A page from "Sailor Twain," by Mark Siegel. (First Second Books)
A page from “Sailor Twain,” by Mark Siegel. (First Second Books)
HC: Much of your experience has been writing for children. How was this different?
MS: Children’s books are one of my abiding passions. I want to continue with that. A picture book is one of the hardest, most challenging formats I know. With any project, I try to make the book I want to read; sometimes it’s my 5-year-old self that wants to read it. With “Sailor Twain” it was my adult self. Love, faithfulness, sex, obsession, being whole-hearted, being true to one’s many inner lives — I was exploring adult things in an adult way, so this isn’t a children’s book, clearly. Speaking of adult content, going into a mermaid story I should have realized I was going to be drawing a lot of breasts. That alone should set it apart from my other work to date.
HC: At its heart, Sailor Twain is a romance. Although your readers can’t actually hear a siren song, you’ve captured these universal feelings of obsession and longing and loneliness and love. How did you go about developing these relationships?
MS: Yes, I suppose at core it is a romance. Or three intertwined romances. There were two things guiding me: One was to push and push and plumb the depths of every character, as far as I could. The other was to keep remembering what was real about it, and not fall for my own storytelling hooks, meaning not to lose track of real feelings, real emotions, even if I’m working on a scene in an underwater village filled with mermaid victims. Same thing with characters. I kept peeling off any dialogue that didn’t feel like they actually spoke it. Eventually I could sense just how key players were in each other’s presence — what unspoken, unseen things were between them, and how that changes in the course of the story. Then the challenge was to enact all that in the drawings.

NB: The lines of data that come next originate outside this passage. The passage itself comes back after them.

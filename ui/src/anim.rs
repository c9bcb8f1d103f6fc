//! Character and battler animation timing.

/// Frames between character walk pattern steps at a given move speed.
///
/// Faster movers step their animation faster, speed 4 (normal) waits 10
/// frames.
pub fn animation_wait(real_move_speed: i32) -> i32 {
    (9 - real_move_speed) * 2
}

/// A battler motion row on the sprite sheet.
#[derive(Copy, Clone, Eq, PartialEq, Debug)]
pub struct Motion {
    pub name: &'static str,
    /// Row index on the battler sheet.
    pub index: u32,
    /// Whether the motion repeats until replaced.
    pub looping: bool,
}

const fn motion(name: &'static str, index: u32, looping: bool) -> Motion {
    Motion {
        name,
        index,
        looping,
    }
}

/// Standard battler motions.
///
/// Dead and thrust play once and hold the last frame.
pub const MOTIONS: [Motion; 18] = [
    motion("walk", 0, true),
    motion("wait", 1, true),
    motion("chant", 2, true),
    motion("guard", 3, true),
    motion("damage", 4, false),
    motion("evade", 5, false),
    motion("thrust", 6, false),
    motion("swing", 7, false),
    motion("missile", 8, false),
    motion("skill", 9, false),
    motion("spell", 10, false),
    motion("item", 11, false),
    motion("escape", 12, true),
    motion("victory", 13, true),
    motion("dying", 14, true),
    motion("abnormal", 15, true),
    motion("sleep", 16, true),
    motion("dead", 17, false),
];

pub fn find_motion(name: &str) -> Option<&'static Motion> {
    MOTIONS.iter().find(|m| m.name == name)
}

/// Walking animation state of a map character.
#[derive(Copy, Clone, Eq, PartialEq, Debug)]
pub struct Stepper {
    count: usize,
    pattern: u32,
}

impl Default for Stepper {
    fn default() -> Self {
        // Characters start at the middle frame, standing still.
        Stepper {
            count: 0,
            pattern: 1,
        }
    }
}

impl Stepper {
    /// Advance by `n_updates` frames, return whether the pattern changed.
    pub fn update(&mut self, n_updates: u32, real_move_speed: i32) -> bool {
        let wait = animation_wait(real_move_speed).max(1) as usize;
        let mut changed = false;
        for _ in 0..n_updates {
            self.count += 1;
            if self.count >= wait {
                self.count = 0;
                self.pattern = (self.pattern + 1) % 4;
                changed = true;
            }
        }
        changed
    }

    /// Sprite sheet column to draw, the four step cycle uses three
    /// columns.
    pub fn pattern(&self) -> u32 {
        if self.pattern < 3 {
            self.pattern
        } else {
            1
        }
    }
}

“Sailor Twain” graphic novelist Mark Siegel. (First Second Books)
HC: What have you learned from this project?
MS: Like any worthwhile project, I’m not the same man today as I was when I started it. I think I learned to be patient with crappy, cliché-ridden first drafts, and trust that pushing past that will yield something true. Never perfect, but if it’s true, it has a chance at connecting with others in a lasting, meaningful way.
HC: What’s next for you?
MS: A couple picture book projects on the table, which I’m delighting in. There’s another long story emerging too, but I don’t expect that to be ready soon.